Although I will say that this year has thrown most of that fear back in the window with all of the safety concerns over the virus. And my biggest concern is not that my children will not follow the safety procedures, because I know they are serious about wanting to stay at school and take their classes. I'm worried about those self centered kids who think they're invincible and not doing what they should to help make others safe. <end rant>
Hang in there Mom, and take care of yourself. It really is true when they say it is harder on you than it is on them. They are going out on a new adventure and you are left at home with memories and worry. Don't feel bad for feeling sad or shedding tears. Be gentle on yourself.
|
|
ddly
Pearl Clutcher
Posts: 4,066
Jul 10, 2014 19:36:28 GMT
|
Post by ddly on Aug 8, 2020 14:07:19 GMT
My kids did not go far away. It'll be sad but hopefully you'll get used to it quickly. It's tough when they grow up and move out but it's what needs to happen. Of course, that doesn't make it any easier but at some point it will happen. Be happy that you've raised him right and he's a good person and will do well.
I live in VT and I love Bar Harbor. Acadia National Park is a wonderful place and there is a lot to do there.
|
|
Deleted
Posts: 0
Aug 18, 2025 20:12:21 GMT
|
Post by Deleted on Aug 8, 2020 14:31:09 GMT
BTDT x 2. It’s so bittersweet. When my kids came home I stocked up on all their favorite foods.
Know that Bar Harbor is a fabulous town. Visit often because it’s full of great things to do and Acadia National Park that includes Cadillac Mountain, Thunder Hole and even a beach (Sandy Beach)! And here’s a head’s up. A total eclipse of the sun occurs April 8, 2024. I’m guessing your son will be a senior then. Totality in Maine will be about 2 hours NW of Bar Harbor. My daughter lives in Bangor and can you bet I’m headed up there! Just an hour flight away from DCA for us.
|
|
|
Post by cindyupnorth on Aug 8, 2020 15:48:51 GMT
I'll second what others have said. It's bittersweet. Both my girls stayed in state for college, but about 4 hours away. I was never really sad about them going away. More happy for them, for new experiences, new challenges, but I missed them here at home. It changes the whole dynamic. The joy of seeing them do well, and make their own adult lives is just so rewarding. And even if they have a few bumps and crashes, it's a different experience.
|
|
PLurker
Prolific Pea
 
Posts: 9,890
Location: Behind the Cheddar Curtain
Jun 28, 2014 3:48:49 GMT
|
Post by PLurker on Aug 8, 2020 16:28:10 GMT
It feels "impossible" right now, huh.
It will get better with every little step they take to becoming a able adult. It's hard though. My DD was at a local college for freshmen year and then transferred sophomore year, also determined to go on their own. It was tough, all the mama in me wanting to help. In hindsight, that is definately one of those steps that made a more independent person out of my DD, with many more that followed.

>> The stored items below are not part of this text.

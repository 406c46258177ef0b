//! Interpretation of the transcription script's output streams.

use serde_json::Value;

use super::invoke::TranscribeError;

/// Substring identifying known-benign library chatter on stderr.
/// Vosk prints model initialization notices there on every run.
const BENIGN_STDERR_MARKER: &str = "VoskAPI";

/// Payload the stock transcription script prints on success
#[derive(Debug, Clone, serde::Serialize, serde::Deserialize)]
pub struct Transcription {
    /// The transcribed text
    pub transcription: String,
}

/// Extract the warning-worthy portion of the script's stderr.
///
/// Returns `None` when stderr is blank or contains only known-benign
/// library chatter. Anything else is surfaced for logging, never as
/// an error.
pub(super) fn relevant_warning(stderr: &str) -> Option<&str> {
    let trimmed = stderr.trim();
    if trimmed.is_empty() || trimmed.contains(BENIGN_STDERR_MARKER) {
        return None;
    }
    Some(trimmed)
}

/// Parse the script's stdout into a JSON payload.
///
/// Whitespace-only output is reported distinctly from malformed output.
pub(super) fn parse_payload(stdout: &str) -> Result<Value, TranscribeError> {
    let trimmed = stdout.trim();
    if trimmed.is_empty() {
        return Err(TranscribeError::EmptyOutput);
    }

    Ok(serde_json::from_str(trimmed)?)
}

#[cfg(test)]
mod tests {
    use super::*;

    #[test]
    fn test_parse_payload_valid_json() {
        let value = parse_payload("{\"text\":\"hello world\"}\n").unwrap();
        assert_eq!(value, serde_json::json!({"text": "hello world"}));
    }

    #[test]
    fn test_parse_payload_empty_is_distinct() {
        assert!(matches!(
            parse_payload(""),
            Err(TranscribeError::EmptyOutput)
        ));
        assert!(matches!(
            parse_payload("   \n\t  "),
            Err(TranscribeError::EmptyOutput)
        ));
    }

    #[test]
    fn test_parse_payload_malformed() {
        assert!(matches!(
            parse_payload("not-json"),
            Err(TranscribeError::Parse(_))
        ));
    }

    #[test]
    fn test_relevant_warning_skips_blank_stderr() {
        assert_eq!(relevant_warning(""), None);
        assert_eq!(relevant_warning("  \n "), None);
    }

    #[test]
    fn test_relevant_warning_skips_benign_marker() {
        let stderr = "LOG (VoskAPI:ReadDataFiles():model.cc:213) Decoding params\n";
        assert_eq!(relevant_warning(stderr), None);
    }

    #[test]
    fn test_relevant_warning_surfaces_other_text() {
        let stderr = "UserWarning: FP16 is not supported on CPU\n";
        assert_eq!(
            relevant_warning(stderr),
            Some("UserWarning: FP16 is not supported on CPU")
        );
    }
}
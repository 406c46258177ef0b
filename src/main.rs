use anyhow::Context as _;
use dotenvy::dotenv;
use voxbridge::{InvokerConfig, transcribe};

#[tokio::main]
async fn main() -> anyhow::Result<()> {
    dotenv().ok();
    tracing_subscriber::fmt::init();

    let mut config = InvokerConfig::default();
    if let Ok(program) = std::env::var("TRANSCRIBE_PROGRAM") {
        config = config.with_program(program);
    }
    if let Ok(script) = std::env::var("TRANSCRIBE_SCRIPT") {
        config = config.with_script(script);
    }

    let result = transcribe(&config)
        .await
        .context("Failed to run transcription script")?;

    println!("{}", serde_json::to_string_pretty(&result)?);
    Ok(())
}
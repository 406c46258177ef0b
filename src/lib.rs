//! Bridge to an external transcription script.
//!
//! Spawns the script as a child process, captures its JSON stdout and its
//! diagnostic stderr, and returns the parsed result. The transcription work
//! itself (audio handling, model loading, recognition) lives entirely in the
//! script; this crate only launches it and interprets what comes back.

pub mod config;
pub mod transcribe;

pub use config::InvokerConfig;
pub use transcribe::{TranscribeError, Transcription, transcribe, transcribe_text};
//! Invocation of the external transcription script.
//!
//! One child process per call: spawn, wait for exit, interpret the streams.
//! There is no pooling and no serialization, so concurrent calls simply run
//! independent processes.

use serde_json::Value;
use thiserror::Error;
use tokio::process::Command;
use tracing::{info, warn};

use super::output::{Transcription, parse_payload, relevant_warning};
use crate::config::InvokerConfig;

#[derive(Error, Debug)]
pub enum TranscribeError {
    #[error("Transcription process failed: {0}")]
    Process(String),
    #[error("Failed to parse output from transcription script: {0}")]
    Parse(#[from] serde_json::Error),
    #[error("No transcription output from script")]
    EmptyOutput,
}

/// Run the transcription script to completion and parse its JSON output.
///
/// The child inherits the full parent environment plus the configured
/// overrides, and both output streams are captured. Completes exactly once;
/// there is no timeout, so a hung script blocks until it exits.
///
/// Non-benign stderr from a successful run is logged as a warning but never
/// changes the result.
pub async fn transcribe(config: &InvokerConfig) -> Result<Value, TranscribeError> {
    info!(
        "Invoking transcription script: {} {}",
        config.program,
        config.script.display()
    );

    let output = Command::new(&config.program)
        .arg(&config.script)
        .envs(
            config
                .env_overrides
                .iter()
                .map(|(k, v)| (k.as_str(), v.as_str())),
        )
        .output()
        .await
        .map_err(|e| {
            TranscribeError::Process(format!("Failed to spawn {}: {}", config.program, e))
        })?;

    if !output.status.success() {
        let stderr = String::from_utf8_lossy(&output.stderr);
        return Err(TranscribeError::Process(format!(
            "Script exited with {}: {}",
            output.status,
            stderr.trim()
        )));
    }

    let stderr = String::from_utf8_lossy(&output.stderr);
    if let Some(warning) = relevant_warning(&stderr) {
        warn!("Warning from transcription script: {}", warning);
    }

    let stdout = String::from_utf8_lossy(&output.stdout);
    parse_payload(&stdout)
}

/// Run the script and extract the transcribed text from the stock payload.
///
/// The stock script prints `{"transcription": "<text>"}`; a payload missing
/// that field is reported as a parse failure.
pub async fn transcribe_text(config: &InvokerConfig) -> Result<String, TranscribeError> {
    let value = transcribe(config).await?;
    let payload: Transcription = serde_json::from_value(value)?;
    Ok(payload.transcription)
}
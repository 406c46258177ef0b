mod invoke;
mod output;

pub use invoke::{TranscribeError, transcribe, transcribe_text};
pub use output::Transcription;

How far away are you from the college? It will "be fine" either way, but I readily admit that having to travel for a monthly treatment at the hospital in college town made it easier. For me. DD would have grown wings with out me.
On the other hand, my DS is entering 3rd year, just ordered all his books, to study from home. All online are the courses he is taking. That too is fine with me, it suits him better than it would have DD and with covid it'd be awful lonely without him being here, even if he works and is on his own in his part of the house much of the time. It feels less hollow. Glad for his presence.
Hugs. It gets easier, or more "used to it" with each passing day. Especially as you watch them grow and thrive.
|
|
|
Post by silverlining on Aug 8, 2020 17:18:48 GMT
My dd went at 18 to a university 3,000 miles away. I had to keep repeating in my head:
She's ready for this.
She has good judgement.
She's so excited.
This is what we raised her to be able to do.
After she left, I kept setting an extra place at the table, and then realized it and felt sad as I put it away.